Índice de Capítulo

    XX:32:30

    A floresta, tão escura quanto a escuridão que carrega, não era tão assustadora quanto deveria ser. Agora, era agradável, como entrar numa moradia onde é bem-vindo.

    Caminhava por ela sem pressa alguma há alguns minutos. Seus olhos, mais universais do que o próprio céu, iluminavam o que precisava de luz para que não errasse o destino do qual se aproximava.

    Os pés, mesmo pisando nas gramas, não faziam barulho, não as machucavam, tampouco tinham pesar; eram leves, reconfortante feito um abraço. A gentileza do sacrificado existe por todo seu ser.

    O silêncio não sussurrava maldições. Não havia o murmúrio das árvores que tentasse os assustar, era tudo muito respeitoso, as envergonharia o atrapalhar.

    Sua companheira ainda se apoiava nas costas de quem jurou cuidá-la. Às vezes em que o corpo cedia para o vento devido à inconsciência, era puxada de volta com cuidado e gentileza.

    Não era nenhum incômodo para Ônix a carregar do norte ao sul. A única preocupação que tinha era sobre o quão desconfortável essa situação poderia ser a ela.

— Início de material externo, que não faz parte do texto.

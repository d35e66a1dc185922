//! Order-preserving parallel pulls
//!
//! `parallel(n)` pulls the upstream stream on `n` worker threads. Workers
//! take indices in increasing order, at most a window ahead of the lowest
//! index not yet delivered, and send their results over a channel. Callers
//! get exactly the result of the index they ask for, so output order is the
//! same as with a sequential drain.

use std::collections::{BTreeMap, BTreeSet};
use std::panic::{self, AssertUnwindSafe};
use std::sync::{Arc, Condvar, Mutex, MutexGuard, PoisonError};
use std::thread::{self, JoinHandle};

use anyhow::anyhow;
use crossbeam::channel::{self, Receiver, Sender};
use tracing::{debug, warn};

use crate::error::{Error, Result};
use crate::lazy::{Lazy, Pull, Stream};
use crate::schedule::PipelineConfig;

type Delivery<T> = (u64, Result<Pull<T>>);

fn lock<S>(mutex: &Mutex<S>) -> MutexGuard<'_, S> {
    mutex.lock().unwrap_or_else(PoisonError::into_inner)
}

#[derive(Debug, Default)]
struct DispatchState {
    /// Next index to hand to a worker
    next: u64,
    /// Lowest index not yet delivered
    floor: u64,
    /// Delivered indices above `floor`
    delivered: BTreeSet<u64>,
    /// Lowest index that produced the end marker or an error
    end_at: Option<u64>,
    stopped: bool,
}

#[derive(Debug, Default)]
struct Dispatch {
    state: Mutex<DispatchState>,
    wake: Condvar,
}

impl Dispatch {
    /// Next index for a worker, or `None` once stopped
    fn take(&self, window: u64) -> Option<u64> {
        let mut state = lock(&self.state);
        loop {
            if state.stopped {
                return None;
            }
            let past_end = state.end_at.is_some_and(|end| state.next > end);
            if !past_end && state.next < state.floor + window {
                let index = state.next;
                state.next += 1;
                return Some(index);
            }
            state = self.wake.wait(state).unwrap_or_else(PoisonError::into_inner);
        }
    }

    fn finish_at(&self, index: u64) {
        let mut state = lock(&self.state);
        state.end_at = Some(state.end_at.map_or(index, |end| end.min(index)));
        self.wake.notify_all();
    }

    fn deliver(&self, index: u64) {
        let mut state = lock(&self.state);
        if index == state.floor {
            state.floor += 1;
            loop {
                let floor = state.floor;
                if !state.delivered.remove(&floor) {
                    break;
                }
                state.floor += 1;
            }
        } else if index > state.floor {
            state.delivered.insert(index);
        }
        self.wake.notify_all();
    }

    fn is_past_end(&self, index: u64) -> bool {
        lock(&self.state).end_at.is_some_and(|end| index > end)
    }

    fn stop(&self) {
        lock(&self.state).stopped = true;
        self.wake.notify_all();
    }
}

struct Reorder<T> {
    buffer: BTreeMap<u64, Result<Pull<T>>>,
    receiving: bool,
}

/// Stream pulled by a pool of worker threads
struct Parallel<T> {
    upstream: Arc<dyn Stream<T>>,
    workers: usize,
    window: u64,
    dispatch: Arc<Dispatch>,
    reorder: Mutex<Reorder<T>>,
    arrived: Condvar,
    rx: Receiver<Delivery<T>>,
    tx: Mutex<Option<Sender<Delivery<T>>>>,
    handles: Mutex<Vec<JoinHandle<()>>>,
}

impl<T: Send + 'static> Parallel<T> {
    fn new(upstream: Box<dyn Stream<T>>, workers: usize, window: u64) -> Self {
        let (tx, rx) = channel::unbounded();
        Self {
            upstream: Arc::from(upstream),
            workers,
            window,
            dispatch: Arc::new(Dispatch::default()),
            reorder: Mutex::new(Reorder {
                buffer: BTreeMap::new(),
                receiving: false,
            }),
            arrived: Condvar::new(),
            rx,
            tx: Mutex::new(Some(tx)),
            handles: Mutex::new(Vec::new()),
        }
    }

    /// Spawn the workers on first use
    fn start(&self) -> Result<()> {
        let Some(tx) = lock(&self.tx).take() else {
            return Ok(());
        };
        let mut handles = lock(&self.handles);
        for k in 0..self.workers {
            let upstream = Arc::clone(&self.upstream);
            let dispatch = Arc::clone(&self.dispatch);
            let tx = tx.clone();
            let window = self.window;
            let spawned = thread::Builder::new()
                .name(format!("ml-tables-worker-{k}"))
                .spawn(move || work(upstream.as_ref(), &dispatch, window, &tx));
            match spawned {
                Ok(handle) => handles.push(handle),
                Err(e) => {
                    self.dispatch.stop();
                    return Err(Error::Io(e));
                }
            }
        }
        debug!(workers = self.workers, window = self.window, "parallel workers started");
        Ok(())
    }
}

fn work<T>(upstream: &dyn Stream<T>, dispatch: &Dispatch, window: u64, tx: &Sender<Delivery<T>>) {
    while let Some(index) = dispatch.take(window) {
        let pulled = panic::catch_unwind(AssertUnwindSafe(|| upstream.pull(index)))
            .unwrap_or_else(|_| Err(Error::Upstream(anyhow!("worker panicked at index {index}"))));
        if matches!(pulled, Ok(Pull::End) | Err(_)) {
            dispatch.finish_at(index);
        }
        if tx.send((index, pulled)).is_err() {
            break;
        }
    }
}

impl<T: Send + 'static> Stream<T> for Parallel<T> {
    fn pull(&self, index: u64) -> Result<Pull<T>> {
        self.start()?;
        let mut reorder = lock(&self.reorder);
        loop {
            if !reorder.receiving {
                while let Ok((i, pulled)) = self.rx.try_recv() {
                    reorder.buffer.insert(i, pulled);
                }
            }
            if let Some(pulled) = reorder.buffer.remove(&index) {
                drop(reorder);
                self.dispatch.deliver(index);
                return pulled;
            }
            if self.dispatch.is_past_end(index) {
                drop(reorder);
                self.dispatch.deliver(index);
                return Ok(Pull::End);
            }
            if reorder.receiving {
                reorder = self.arrived.wait(reorder).unwrap_or_else(PoisonError::into_inner);
                continue;
            }

            reorder.receiving = true;
            drop(reorder);
            let received = self.rx.recv();
            reorder = lock(&self.reorder);
            reorder.receiving = false;
            self.arrived.notify_all();
            match received {
                Ok((i, pulled)) => {
                    reorder.buffer.insert(i, pulled);
                }
                Err(_) => return Ok(Pull::End),
            }
        }
    }

    fn stop(&self) {
        self.dispatch.stop();
        self.upstream.stop();
    }
}

impl<T> Drop for Parallel<T> {
    fn drop(&mut self) {
        self.dispatch.stop();
        self.upstream.stop();
        let handles = std::mem::take(&mut *lock(&self.handles));
        if handles.is_empty() {
            return;
        }
        for handle in handles {
            if handle.join().is_err() {
                warn!("parallel worker exited abnormally");
            }
        }
        debug!("parallel workers stopped");
    }
}

impl<T: Send + 'static> Lazy<T> {
    /// Pull this stream on `concurrency` worker threads
    ///
    /// `0` uses one worker per CPU and `1` leaves the stream sequential.
    /// Delivery order is unchanged.
    pub fn parallel(&self, concurrency: usize) -> Lazy<T> {
        self.parallel_with(concurrency, &PipelineConfig::default())
    }

    /// Like [`Lazy::parallel`] with explicit worker and window settings
    pub fn parallel_with(&self, concurrency: usize, config: &PipelineConfig) -> Lazy<T> {
        let workers = config.concurrency(concurrency);
        if workers <= 1 {
            return self.clone();
        }
        let window = config.window(workers);
        let upstream = self.clone();
        Lazy::new(move || Box::new(Parallel::new(upstream.realize(), workers, window)))
    }
}

#[cfg(test)]
mod tests {
    use super::*;
    use std::sync::atomic::{AtomicU64, Ordering};
    use std::time::Duration;

    fn numbers(n: u64) -> Lazy<u64> {
        Lazy::from_fn(move |i| {
            if i % 3 == 0 {
                thread::sleep(Duration::from_millis(1));
            }
            Ok(if i < n { Pull::Row(i) } else { Pull::End })
        })
    }

    fn drained(lazy: &Lazy<u64>) -> Vec<u64> {
        let mut out = Vec::new();
        lazy.foreach(|x| out.push(x)).unwrap();
        out
    }

    #[test]
    fn test_parallel_preserves_order() {
        assert_eq!(drained(&numbers(100).parallel(4)), (0..100).collect::<Vec<_>>());
    }

    #[test]
    fn test_parallel_one_is_sequential() {
        assert_eq!(drained(&numbers(10).parallel(1)), (0..10).collect::<Vec<_>>());
    }

    #[test]
    fn test_parallel_surfaces_first_error() {
        let failing = Lazy::from_fn(|i| {
            if i == 5 {
                Err(Error::InvalidArgument("five".into()))
            } else {
                Ok(Pull::Row(i))
            }
        });
        let mut seen = Vec::new();
        let err = failing.parallel(3).drain(|x| {
            seen.push(x);
            Ok(())
        });
        assert!(matches!(err, Err(Error::InvalidArgument(_))));
        assert_eq!(seen, vec![0, 1, 2, 3, 4]);
    }

    #[test]
    fn test_window_bounds_lookahead() {
        let pulled = Arc::new(AtomicU64::new(0));
        let counter = Arc::clone(&pulled);
        let config = PipelineConfig {
            worker_threads: 2,
            window_factor: 2,
            ..PipelineConfig::default()
        };
        let lazy = Lazy::from_fn(move |i| {
            counter.fetch_max(i, Ordering::SeqCst);
            Ok(if i < 1000 { Pull::Row(i) } else { Pull::End })
        })
        .parallel_with(2, &config)
        .first(3);
        assert_eq!(lazy.count().unwrap(), 3);
        assert!(pulled.load(Ordering::SeqCst) < 3 + config.window(2));
    }

    #[test]
    fn test_nested_parallel() {
        let lazy = numbers(64).parallel(2).parallel(4);
        assert_eq!(drained(&lazy), (0..64).collect::<Vec<_>>());
    }
}
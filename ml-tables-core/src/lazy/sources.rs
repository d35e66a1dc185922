//! Stream sources

use std::sync::Arc;

use crate::error::{Error, Result};
use crate::mapper::{Shape, Wrapper};
use crate::record::Record;
use crate::table::Table;

use super::{Lazy, Pull, Stream};

/// Stateless stream over a function of the index
struct FnStream<F> {
    f: Arc<F>,
}

impl<T, F> Stream<T> for FnStream<F>
where
    F: Fn(u64) -> Result<Pull<T>> + Send + Sync,
{
    fn pull(&self, index: u64) -> Result<Pull<T>> {
        (self.f)(index)
    }
}

/// Stream over shared, already built items
struct ItemStream<T> {
    items: Arc<Vec<T>>,
}

impl<T: Clone + Send + Sync> Stream<T> for ItemStream<T> {
    fn pull(&self, index: u64) -> Result<Pull<T>> {
        let item = usize::try_from(index).ok().and_then(|i| self.items.get(i));
        Ok(item.map_or(Pull::End, |t| Pull::Row(t.clone())))
    }
}

impl<T: Send + 'static> Lazy<T> {
    /// Stream computed from the index alone
    ///
    /// `f` must return [`Pull::End`] for every index past the last row.
    pub fn from_fn<F>(f: F) -> Self
    where
        F: Fn(u64) -> Result<Pull<T>> + Send + Sync + 'static,
    {
        let f = Arc::new(f);
        Lazy::new(move || Box::new(FnStream { f: Arc::clone(&f) }))
    }

    /// Stream that fails at index 0 with an error built by `make`
    pub fn from_error<F>(make: F) -> Self
    where
        F: Fn() -> Error + Send + Sync + 'static,
    {
        Lazy::from_fn(move |index| {
            if index == 0 {
                Err(make())
            } else {
                Ok(Pull::End)
            }
        })
    }

    /// Stream with no rows
    pub fn empty() -> Self {
        Lazy::from_fn(|_| Ok(Pull::End))
    }
}

impl<T: Clone + Send + Sync + 'static> Lazy<T> {
    /// Stream over in-memory items
    pub fn from_items(items: Vec<T>) -> Self {
        let items = Arc::new(items);
        Lazy::new(move || {
            Box::new(ItemStream {
                items: Arc::clone(&items),
            })
        })
    }
}

impl Lazy<Record> {
    /// Stream over in-memory records
    pub fn from_records(records: Vec<Record>) -> Self {
        Lazy::from_items(records)
    }

    /// Stream over shape values wrapped into records
    pub fn from_shapes<S: Shape>(shapes: Vec<S>) -> Self {
        let shapes = Arc::new(shapes);
        Lazy::new(move || {
            let shapes = Arc::clone(&shapes);
            let wrapper = Wrapper::<S>::new();
            Box::new(FnStream {
                f: Arc::new(move |index: u64| -> Result<Pull<Record>> {
                    let shape = usize::try_from(index).ok().and_then(|i| shapes.get(i));
                    Ok(shape.map_or(Pull::End, |s| Pull::Row(wrapper.wrap(s))))
                }),
            })
        })
    }
}

impl Table {
    /// Stream over the rows of this table
    pub fn lazy(&self) -> Lazy<Record> {
        let table = Arc::new(self.clone());
        Lazy::from_fn(move |index| match usize::try_from(index) {
            Ok(i) if i < table.len() => table.row(i).map(Pull::Row),
            _ => Ok(Pull::End),
        })
    }
}
//! CSV resolvers and categorical encoders for ML table pipelines
//!
//! Columns of a CSV file are bound to record columns through [`Column`]
//! resolvers. Categorical cells are encoded through shared [`Enumset`]s.

#![warn(missing_docs)]

pub mod csv;
pub mod enumset;
mod error;
pub mod resolver;

pub use self::csv::{read, read_file, read_with, write, write_with, CsvOptions};
pub use enumset::Enumset;
pub use error::{Error, Result};
pub use resolver::{Categorical, Category, Column, Resolver, Scalar, TensorText};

    “Ela tá escorregando bastante…”

    Com a inocência que tem desde quando nasceu, esticou os braços para a frente em instantes, abrindo-os como se fosse carregar um bebê dormindo.

    Antes de Andressa começar a cair, o corpo já havia sido teletransportado aos braços de Ônix, carregando-a com as mesmas preocupações de quem cuida de um filho.

    “Espero que esteja mais confortável agora.”

    Dessa forma, com o silêncio proporcionado pelo próprio universo de seu ser, continuou a caminhar, sem encontrar quaisquer eventos incômodos.


    XX:35:50

    Com a cor do mar e a velocidade de um relâmpago, um feixe de luz ciano cortava o sul em direção ao norte, ignorando quaisquer distrações.

    XX:35:52

    Aos seus ouvidos, a sensação era de estar submerso. Com tamanha velocidade atingida, nada podia ouvir, o som não era rápido o suficiente para isso.

    XX:35:54

    Quanto mais seguia adiante, menos pensava sobre tudo, desde a segurança de Morfius até o atual estado de Ônix, que, para ele, se encontrava desconhecido.

    XX:35:56

    Os olhares escarlates, abertos em máxima atenção, moviam-se atentamente de um lado ao outro, sem período de descanso, até que seus olhos encontrassem o universo.

    XX:35:58

    Seu freio foi abrupto, como um personagem animado fixando-se no ar de um instante a outro. As mãos usavam o chão como apoio e, os joelhos, sem perguntar ao cérebro, já estavam presos no solo.

    XX:35:59

    Os cabelos cianos? Raios crepitando em seu corpo? Olhar brilhando em amarelo e vermelho? Foi-se, junto com sua visão, que abraçou a fadiga que revelou-se com o esforço.

    XX:36:00

    No entanto, a prioridade foi conquistada. Levantando o pescoço com a pouca energia que sobrou, estavam as estrelas que desejava enxergar, nos olhos de seu irmão.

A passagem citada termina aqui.